No one is currently suggesting – the noble gentleman did not suggest – that mother-in-law or daughter-in-law be included, and I assume that at present no one is advocating removing the reference limit altogether. But if you want to do that, you have to ask yourself: why do you draw a certain line through the degrees and say to yourself, “Beyond that, you must not go”? I am thinking of what has been said many times in the debates to which I have referred. Who wants to marry her late husband`s brother? Women do not want the right to 818 and it must therefore be granted for logical reasons and not in response to a request. § How does the bill meet any of these three requirements? The noble. Lord said that fourteen years had passed since the law on marriage of the late woman`s sister became law, and that it was ample time to consider the matter. There is a lot of time left, gentlemen, and what happened during that time? Have we been familiar with the pressure to make this particular change in those fourteen years? The fact that in those years no public request has been made for this bill seems to me to be exactly the opposite of what the noble Lord is looking at.

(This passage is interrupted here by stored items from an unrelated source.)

//! Check edit session
//!
//! Single-slot state machine for the create / edit / re-parse workflow.
//! At most one draft exists at a time; opening another edit silently
//! discards the previous draft (last-writer-wins). Submission goes to
//! the external parse endpoint, whose response is authoritative - this
//! is the only path that creates or updates a check.

use parking_lot::Mutex;
use std::sync::Arc;

use costwatch_api::{Check, CostApi, DataSource, ParseQueryRequest};

use crate::activity::{ActivityKind, ActivityLog};
use crate::error::SessionError;
use crate::store::Stores;
use crate::sync::Synchronizer;

/// The draft being edited.
#[derive(Debug, Clone, Default, PartialEq, Eq)]
pub struct CheckDraft {
    /// Id of the check being re-parsed; `None` when creating
    pub check_id: Option<String>,
    /// Natural-language query text
    pub query: String,
    /// Selected data source
    pub data_source_id: Option<String>,
}

/// Workflow state. The draft travels with the state, so an in-flight
/// submission can restore it on failure and no flag combination can
/// disagree about whether a draft exists.
#[derive(Debug, Clone, Default, PartialEq, Eq)]
pub enum SessionState {
    /// No check is being edited
    #[default]
    Idle,
    /// A draft is open for editing
    Editing(CheckDraft),
    /// The draft has been sent to the parse endpoint
    Submitting(CheckDraft),
}

impl SessionState {
    #[inline]
    #[must_use]
    pub fn is_idle(&self) -> bool {
        matches!(self, SessionState::Idle)
    }

    #[inline]
    #[must_use]
    pub fn is_editing(&self) -> bool {
        matches!(self, SessionState::Editing(_))
    }

    #[inline]
    #[must_use]
    pub fn is_submitting(&self) -> bool {
        matches!(self, SessionState::Submitting(_))
    }

    /// The current draft, in either non-idle state.
    #[must_use]
    pub fn draft(&self) -> Option<&CheckDraft> {
        match self {
            SessionState::Idle => None,
            SessionState::Editing(draft) | SessionState::Submitting(draft) => Some(draft),
        }
    }
}

/// Preferred data source when entering create mode: a name containing
/// "default csv" (case-insensitively), else the first entry, else none.
#[must_use]
pub fn default_source_id(sources: &[DataSource]) -> Option<String> {
    sources
        .iter()
        .find(|s| s.name.to_lowercase().contains("default csv"))
        .or_else(|| sources.first())
        .map(|s| s.id.clone())
}

/// The create/edit/re-parse workflow.
#[derive(Clone)]
pub struct EditSession {
    api: Arc<dyn CostApi>,
    sync: Synchronizer,
    stores: Stores,
    log: ActivityLog,
    state: Arc<Mutex<SessionState>>,
}

impl EditSession {
    /// Create an idle session over the shared api handle, synchronizer,
    /// stores and log.
    #[must_use]
    pub fn new(
        api: Arc<dyn CostApi>,
        sync: Synchronizer,
        stores: Stores,
        log: ActivityLog,
    ) -> Self {
        Self {
            api,
            sync,
            stores,
            log,
            state: Arc::new(Mutex::new(SessionState::Idle)),
        }
    }

    /// Snapshot of the workflow state.
    #[must_use]
    pub fn state(&self) -> SessionState {
        self.state.lock().clone()
    }

    /// The current draft, if a session is open.
    #[must_use]
    pub fn draft(&self) -> Option<CheckDraft> {
        self.state.lock().draft().cloned()
    }

    /// Open a fresh draft for creating a check, preselecting a data
    /// source from the current snapshot. Any unsaved draft is
    /// discarded.
    ///
    /// # Errors
    /// `SessionError::SubmitInFlight` while a submission is running.
    pub async fn begin_create(&self) -> Result<(), SessionError> {
        let sources = self.stores.sources.snapshot().await;
        let preselected = default_source_id(&sources);

        let mut state = self.state.lock();
        if state.is_submitting() {
            return Err(SessionError::SubmitInFlight);
        }
        *state = SessionState::Editing(CheckDraft {
            check_id: None,
            query: String::new(),
            data_source_id: preselected,
        });
        Ok(())
    }

    /// Load an existing check into a draft for re-parsing. Any unsaved
    /// draft is discarded silently - at most one edit session exists.
    ///
    /// # Errors
    /// `SessionError::SubmitInFlight` while a submission is running.
    pub fn begin_edit(&self, check: &Check) -> Result<(), SessionError> {
        {
            let mut state = self.state.lock();
            if state.is_submitting() {
                return Err(SessionError::SubmitInFlight);
            }
            *state = SessionState::Editing(CheckDraft {
                check_id: Some(check.id.clone()),
                query: check.query.clone(),
                data_source_id: check.data_source_id.clone(),
            });
        }
        self.log.record(
            format!(
                "Editing check: \"{}\". Modify and submit to re-parse.",
                check.query_snippet(30)
            ),
            ActivityKind::Info,
        );
        Ok(())
    }

    /// Replace the draft query text.
    ///
    /// # Errors
    /// `SessionError::NoDraft` when idle, `SubmitInFlight` mid-submit.
    pub fn set_query(&self, query: impl Into<String>) -> Result<(), SessionError> {
        let mut state = self.state.lock();
        match &mut *state {
            SessionState::Idle => Err(SessionError::NoDraft),
            SessionState::Submitting(_) => Err(SessionError::SubmitInFlight),
            SessionState::Editing(draft) => {
                draft.query = query.into();
                Ok(())
            }
        }
    }

    /// Replace the draft's data-source selection.
    ///
    /// # Errors
    /// `SessionError::NoDraft` when idle, `SubmitInFlight` mid-submit.
    pub fn set_data_source(&self, id: Option<String>) -> Result<(), SessionError> {
        let mut state = self.state.lock();
        match &mut *state {
            SessionState::Idle => Err(SessionError::NoDraft),
            SessionState::Submitting(_) => Err(SessionError::SubmitInFlight),
            SessionState::Editing(draft) => {
                draft.data_source_id = id;
                Ok(())
            }
        }
    }

    /// Discard the draft and return to idle. Idempotent when idle.
    ///
    /// # Errors
    /// `SessionError::SubmitInFlight` while a submission is running.
    pub fn cancel(&self) -> Result<(), SessionError> {
        {
            let mut state = self.state.lock();
            match &*state {
                SessionState::Idle => return Ok(()),
                SessionState::Submitting(_) => return Err(SessionError::SubmitInFlight),
                SessionState::Editing(_) => *state = SessionState::Idle,
            }
        }
        self.log.record("Editing cancelled.", ActivityKind::Info);
        Ok(())
    }

    /// Send the draft to the parse endpoint.
    ///
    /// Client-side validation runs first and blocks the request
    /// entirely: an empty query, or no data source selected while
    /// sources exist, never reaches the network. On acceptance the
    /// response check is authoritative - the checks and alerts
    /// snapshots are refreshed and the session returns to idle. On
    /// rejection the failure is recorded and the draft is preserved for
    /// correction, so `Ok(None)` means "backend said no, still
    /// editing".
    ///
    /// # Errors
    /// Validation and state errors; backend failures do not propagate.
    pub async fn submit(&self) -> Result<Option<Check>, SessionError> {
        let have_sources = !self.stores.sources.is_empty().await;

        let draft = {
            let mut state = self.state.lock();
            let draft = match &*state {
                SessionState::Idle => return Err(SessionError::NoDraft),
                SessionState::Submitting(_) => return Err(SessionError::SubmitInFlight),
                SessionState::Editing(draft) => draft.clone(),
            };

            if draft.query.trim().is_empty() {
                return Err(SessionError::EmptyQuery);
            }
            if have_sources && draft.data_source_id.is_none() {
                return Err(SessionError::NoDataSourceSelected);
            }

            *state = SessionState::Submitting(draft.clone());
            draft
        };

        self.log.record(
            format!(
                "Processing query for data source {}...",
                draft.data_source_id.as_deref().unwrap_or("default")
            ),
            ActivityKind::Info,
        );

        let request = ParseQueryRequest {
            query: draft.query.trim().to_string(),
            data_source_id: draft.data_source_id.clone(),
        };

        match self.api.parse_query(request).await {
            Ok(check) => {
                {
                    let mut state = self.state.lock();
                    if state.is_submitting() {
                        *state = SessionState::Idle;
                    }
                }
                let verb = if draft.check_id.is_some() {
                    "updated"
                } else {
                    "created"
                };
                self.log.record(
                    format!("Check '{}' {verb}.", check.query_snippet(30)),
                    ActivityKind::Success,
                );
                tokio::join!(self.sync.refresh_checks(), self.sync.refresh_alerts());
                Ok(Some(check))
            }
            Err(e) => {
                self.log.record(
                    format!("Error processing query: {e}"),
                    ActivityKind::Error,
                );
                let mut state = self.state.lock();
                if state.is_submitting() {
                    *state = SessionState::Editing(draft);
                }
                Ok(None)
            }
        }
    }
}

The debate in this case is indispensable — I mean at the time of the passage of the law and not generally outside the debate — because of the very thing that the noble gentleman pointed out, which is considered plausible and not real — the alleged identity of this case with the case of marriage to the sister of a deceased woman. Gentlemen, this is a bill proposing a minor amendment to the Marriage Act that is already in force in many parts of the British Empire, in most states of America and in most countries on the European continent. Amended to some extent by amendments tabled by the Home Office Representative in the House of Commons.